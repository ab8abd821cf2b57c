// SPDX-License-Identifier: BUSL-1.1
// Copyright (c) 2026 Alfred Jean LLC

//! Task-source contracts as the loop depends on them.

use coders_core::{TaskFilter, TaskStatus};
use coders_sources::{MultiSource, SourceSpec, TodolistSource};
use std::io::Write as _;

fn checklist(content: &str) -> (tempfile::TempDir, std::path::PathBuf) {
    let dir = tempfile::tempdir().unwrap();
    let path = dir.path().join("todo.md");
    let mut file = std::fs::File::create(&path).unwrap();
    file.write_all(content.as_bytes()).unwrap();
    (dir, path)
}

#[tokio::test]
async fn aggregator_task_source_tag_round_trips() {
    let (_dir, path) = checklist("[ ] one\n[ ] two\n");
    let mut multi = MultiSource::new();
    multi.push(Box::new(TodolistSource::new(&path)));

    for task in multi.list(&TaskFilter::default()).await {
        let again = multi.get(&task.id).await.unwrap();
        assert_eq!(again.source, task.source);
        assert_eq!(again.source, "todolist");
    }
}

#[tokio::test]
async fn checklist_complete_is_idempotent_through_the_aggregator() {
    let (_dir, path) = checklist("[ ] ship it\n");
    let mut multi = MultiSource::new();
    multi.push(Box::new(TodolistSource::new(&path)));

    let task = multi.get("todo-todo.md-1").await.unwrap();
    multi.mark_complete(&task).await.unwrap();
    let after_first = std::fs::read_to_string(&path).unwrap();
    multi.mark_complete(&task).await.unwrap();
    let after_second = std::fs::read_to_string(&path).unwrap();

    assert_eq!(after_first, "[x] ship it\n");
    assert_eq!(after_first, after_second);
}

#[tokio::test]
async fn duplicate_titles_both_flip() {
    let (_dir, path) = checklist("[ ] same title\n[ ] same title\n");
    let mut multi = MultiSource::new();
    multi.push(Box::new(TodolistSource::new(&path)));

    let task = multi.get("todo-todo.md-1").await.unwrap();
    multi.mark_complete(&task).await.unwrap();

    // Unanchored rewrite by design: both occurrences convert
    assert_eq!(
        std::fs::read_to_string(&path).unwrap(),
        "[x] same title\n[x] same title\n"
    );
    let open: Vec<_> = multi
        .list(&TaskFilter {
            statuses: vec![TaskStatus::Open],
            ..Default::default()
        })
        .await;
    assert!(open.is_empty());
}

#[test]
fn spec_grammar_round_trips_for_reexec() {
    // Background loops re-exec with Display output; it must be exact.
    for raw in [
        "todolist:path=/tmp/list.md",
        "beads:bin=/opt/bd",
        "linear:key=lin_123,team=ENG",
        "github:repo=me/proj,token=ghp_x",
    ] {
        let spec: SourceSpec = raw.parse().unwrap();
        assert_eq!(spec.to_string(), raw);
    }
}

#[test]
fn malformed_specs_fail_parse() {
    for raw in ["todolist", ":x=1", "github:repo"] {
        assert!(raw.parse::<SourceSpec>().is_err(), "should reject {}", raw);
    }
}
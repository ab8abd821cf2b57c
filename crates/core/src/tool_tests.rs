// SPDX-License-Identifier: BUSL-1.1
// Copyright (c) 2026 Alfred Jean LLC

use super::*;

#[yare::parameterized(
    claude   = { "claude",   Tool::Claude },
    gemini   = { "gemini",   Tool::Gemini },
    codex    = { "codex",    Tool::Codex },
    opencode = { "opencode", Tool::Opencode },
)]
fn parse_known(input: &str, expected: Tool) {
    assert_eq!(input.parse::<Tool>().unwrap(), expected);
}

#[test]
fn parse_unknown_fails() {
    let err = "cursor".parse::<Tool>().unwrap_err();
    assert!(err.to_string().contains("cursor"));
}

#[test]
fn display_round_trips() {
    for tool in Tool::ALL {
        assert_eq!(tool.as_str().parse::<Tool>().unwrap(), tool);
    }
}

#[test]
fn gemini_takes_prompt_via_flag() {
    assert!(!Tool::Gemini.reads_prompt_from_stdin());
    assert!(Tool::Claude.reads_prompt_from_stdin());
    assert!(Tool::Codex.reads_prompt_from_stdin());
    assert!(Tool::Opencode.reads_prompt_from_stdin());
}

#[test]
fn only_codex_uses_shell_promise() {
    assert!(Tool::Codex.uses_shell_promise());
    assert!(!Tool::Claude.uses_shell_promise());
}

#[test]
fn serde_uses_lowercase() {
    let json = serde_json::to_string(&Tool::Opencode).unwrap();
    assert_eq!(json, "\"opencode\"");
    let back: Tool = serde_json::from_str(&json).unwrap();
    assert_eq!(back, Tool::Opencode);
}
* * * * *
YOUR OBJECTIVE — Using the listing above, pull out all lines that hold the word "github".

SOLUTION —
        "github:repo=me/proj,token=ghp_x",
    for raw in ["todolist", ":x=1", "github:repo"] {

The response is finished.